Contributors | Affiliation | Role |
---|---|---|
Saito, Mak A. | Woods Hole Oceanographic Institution (WHOI) | Principal Investigator |
Biddle, Mathew | Woods Hole Oceanographic Institution (WHOI BCO-DMO) | BCO-DMO Data Manager |
Analysis of nutrients, Cobalt (total and labile), dissolved Iron, and dissolved Manganese of water samples drawn from Trace Metal Rosette (TMR) bottle casts. CTD dataset is combined from both sensors. Missing CTD was due to lack of sensor package on the trace metal rosette (Stations 1, 25, 27, and some repeat Station 13 casts) or technical issues (battery failure, Station 9). Selected CTD depths (usually the deepest) were not included when O2 sensor values were anomolous (i.e. negative values).
This dataset is related to the BCO-DMO Dataset Nutrients and Metals: https://www.bco-dmo.org/dataset/3233
Related Publications:
Noble, A.E, C. H. Lamborg, D. C. Ohnemus, P. J. Lam, T. J. Goepfert, C. I. Measures, C. H. Frame, K. L. Casciotti, G. R. DiTullio, J. Jennings, M. A. Saito. 2012. Basin-scale inputs of cobalt, iron, and manganese from the Benguela-Angola front to the South Atlantic Ocean. Limnology and Oceanography, 57(4) 989-1010. doi:10.4319/lo.2012.57.4.0989
Sohm, J. A., J. A. Hilton, A. E. Noble, J. P. Zehr, M. A. Saito, and E. A. Webb. 2011. Nitrogen fixation in the South Atlantic Gyre and the Benguela Upwelling System. Geophys. Res. Letters. 38: L16608, doi:10.1029/2011GL048315
Three transects were sampled using the Trace Metal Rosette (TMR) on the CoFeMUG cruise aboard R/V Knorr in 2007. Refer to Noble et al. (2012) for detailed information on acquisition and processing.
Nutrient Analyses: Technicon AutoAnalyzer II components were used to measure phophate and ammonium. Alpkem rapid flow analyzer (RFA) 300 components were used to measure silicic acid, nitrate+nitrite, and nitrite.
Cobalt Analyses: Total dissolved and labile cobalt concentrations were determined using cathodic stripping voltammetry, previously described by Saito and Moffet (2001) and Saito et al. (2004).
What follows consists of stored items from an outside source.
//! Two overlapping asks against one surface. The slower, earlier request
//! settles last and its answer is the one left on screen.

use ask_client::{
    AnswerGateway, AnswerResponse, AskError, QueryController, QuestionRequest, RecordingSurface,
};
use async_trait::async_trait;
use std::{
    error::Error,
    sync::{
        Arc,
        atomic::{AtomicUsize, Ordering},
    },
    time::Duration,
};
use tracing_subscriber::EnvFilter;

/// Answers the n-th call after `latencies[n]`.
struct DelayedGateway {
    latencies: Vec<Duration>,
    calls: AtomicUsize,
}

#[async_trait]
impl AnswerGateway for DelayedGateway {
    async fn ask(&self, request: &QuestionRequest) -> Result<AnswerResponse, AskError> {
        let n = self.calls.fetch_add(1, Ordering::SeqCst);
        let latency = self.latencies.get(n).copied().unwrap_or_default();
        tokio::time::sleep(latency).await;
        Ok(AnswerResponse {
            answer: format!("answer #{n} after {latency:?}"),
            question: Some(request.question.clone()),
        })
    }
}

#[tokio::main]
async fn main() -> Result<(), Box<dyn Error>> {
    let _ = tracing_subscriber::fmt()
        .with_env_filter(EnvFilter::from_default_env())
        .try_init();

    let gateway = Arc::new(DelayedGateway {
        latencies: vec![Duration::from_millis(300), Duration::from_millis(50)],
        calls: AtomicUsize::new(0),
    });
    let surface = Arc::new(RecordingSurface::new("What services does the company offer?"));
    let controller = QueryController::new(Arc::clone(&surface), gateway);

    let (first, second) = futures::join!(controller.ask(), controller.ask());
    println!("first  -> {}", first?);
    println!("second -> {}", second?);

    println!("Surface timeline:");
    for event in surface.events() {
        println!("  {event:?}");
    }
    println!("On screen: {}", surface.answer());

    Ok(())
}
Measurements were made using Eco-Chemie uAutolab-III systems connected to Metrohm 663 VA Stands with hanging mercury drop electrodes and Teflon sampling cups.
Iron and Manganese Analyses: Total dissolved iron and manganese concentrations were measured using inductively coupled plasma mass spectrometry (ICP-MS). SAFe seawater intercalibration standards were analyzed at the beginning of each analysis day with iron concentrations of 0.96 ± 0.095 nmol L-1 for D2 and 0.125 ± 0.046 nmol L-1 for S1 (n = 10), which are within the reported ranges of 0.91 + 0.17 nmol L-1 and 0.097 + 0.043 nmol L-1 (Johnson et al. 2007).
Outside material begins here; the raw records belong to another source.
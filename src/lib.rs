use serde::{Deserialize, Serialize};

pub mod config;
pub mod controller;
pub mod error;
pub mod gateway;
pub mod surface;
pub mod terminal;

pub use config::AskConfig;
pub use controller::QueryController;
pub use error::AskError;
pub use gateway::{AnswerGateway, HttpAnswerGateway};
pub use surface::{DisplaySurface, LoadingGuard, RecordingSurface, SurfaceEvent};
pub use terminal::TerminalSurface;

#[derive(Debug, Clone, PartialEq, Eq, Serialize, Deserialize)]
pub struct QuestionRequest {
    pub question: String,
}

/// Body returned by the answer endpoint. The server echoes the question
/// back; anything else it sends is ignored.
#[derive(Debug, Clone, PartialEq, Eq, Serialize, Deserialize)]
pub struct AnswerResponse {
    pub answer: String,
    #[serde(default, skip_serializing_if = "Option::is_none")]
    pub question: Option<String>,
}

/// Error body in the `{"detail": "..."}` shape the server uses for 4xx/5xx.
#[derive(Debug, Clone, PartialEq, Eq, Deserialize)]
pub struct ErrorDetail {
    pub detail: String,
}

#[cfg(test)]
mod tests {
    use super::*;

    #[test]
    fn request_serializes_question_only() {
        let body = serde_json::to_value(QuestionRequest {
            question: String::new(),
        })
        .unwrap();
        assert_eq!(body, serde_json::json!({ "question": "" }));
    }

    #[test]
    fn response_ignores_unknown_fields() {
        let resp: AnswerResponse = serde_json::from_str(
            r#"{"question":"hi","answer":"<b>4</b>","sources":[1,2]}"#,
        )
        .unwrap();
        assert_eq!(resp.answer, "<b>4</b>");
        assert_eq!(resp.question.as_deref(), Some("hi"));
    }

    #[test]
    fn response_without_answer_is_rejected() {
        let err = serde_json::from_str::<AnswerResponse>(r#"{"question":"hi"}"#);
        assert!(err.is_err());
    }
}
CTD: Two CTD packages were employed on KN-192-5, the Knorr's Seabird 911+ CTD package and the science party's Seabird-19 sensor package. The Seabird-19 was deployed on the science party's trace metal rosette for the deep casts to ~5000m, while the ship's CTD was deployed to 800m for upper water casts. The two packages were needed due to wire time constraints, as there was insufficient time to send both rosettes deep at each station. Oxygen data for the two CTD were calibrated with shipboard winkler titrations as described in Noble et al. Limnol. Oceanogr. 2012. The Seabird-19 was calibrated in the factory immediately prior to the cruise.
References:
Johnson, K.S. et al. 2007. Developing iron standards for seawater. EOS Trans. 88: 11, 131-132. doi: 10.1029/2007EO110003
Saito, M. A., and J. W. Moffett. 2001. Complexation of cobalt by natural organic ligands in the Sargasso Sea as determined by a new high-sensitivity electrochemical cobalt speciation method suitable for open ocean work. Marine Chemistry. 75 (49-68). doi: 10.1016/S0304-4203(01)00025-1.
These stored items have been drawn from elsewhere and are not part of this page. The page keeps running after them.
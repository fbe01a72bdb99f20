//! Failure kinds of a single ask cycle

use reqwest::StatusCode;
use thiserror::Error;

#[derive(Error, Debug)]
pub enum AskError {
    #[error("Configuration error: {0}")]
    Config(String),

    #[error("Request failed: {0}")]
    Transport(#[from] reqwest::Error),

    #[error("Server returned {status}{}", suffix(.detail))]
    Status {
        status: StatusCode,
        detail: Option<String>,
    },

    #[error("Malformed response body: {0}")]
    Decode(#[from] serde_json::Error),
}

impl AskError {
    /// 503 is what the server answers while its index is still loading.
    pub fn is_unavailable(&self) -> bool {
        matches!(self, Self::Status { status, .. } if *status == StatusCode::SERVICE_UNAVAILABLE)
    }
}

fn suffix(detail: &Option<String>) -> String {
    detail.as_deref().map(|d| format!(": {d}")).unwrap_or_default()
}

#[cfg(test)]
mod tests {
    use super::*;

    #[test]
    fn status_display_includes_detail() {
        let err = AskError::Status {
            status: StatusCode::SERVICE_UNAVAILABLE,
            detail: Some("still loading".into()),
        };
        assert_eq!(
            err.to_string(),
            "Server returned 503 Service Unavailable: still loading"
        );
        assert!(err.is_unavailable());
    }

    #[test]
    fn status_display_without_detail() {
        let err = AskError::Status {
            status: StatusCode::BAD_GATEWAY,
            detail: None,
        };
        assert_eq!(err.to_string(), "Server returned 502 Bad Gateway");
        assert!(!err.is_unavailable());
    }
}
Saito, M. A., J. W. Moffett, and G. DiTullio. 2004. Cobalt and Nickel in the Peru Upwelling Region: a Major Flux of Cobalt Utilized as a Micronutrient. Global Biogeochemical Cycles. 18 GB4030, doi: 10.1029/2003GB002216.
Asterisks next to some values for Fe and Mn denote samples where contamination is suspected. Quality flags indicate values below detection limits and potentially erroneous data according to the codes below.
Quality Flag Codes:
0 = no quality control = No quality control procedures have been applied to the data value. This is the initial status for all data values entering the working archive.
1 = good value = Good quality data value that is not part of any identified malfunction and has been verified as consistent with real phenomena during the quality control process.
2 = probably good value = Data value that is probably consistent with real phenomena but this is unconfirmed or data value forming part of a malfunction that is considered too small to affect the overall quality of the data object of which it is a part.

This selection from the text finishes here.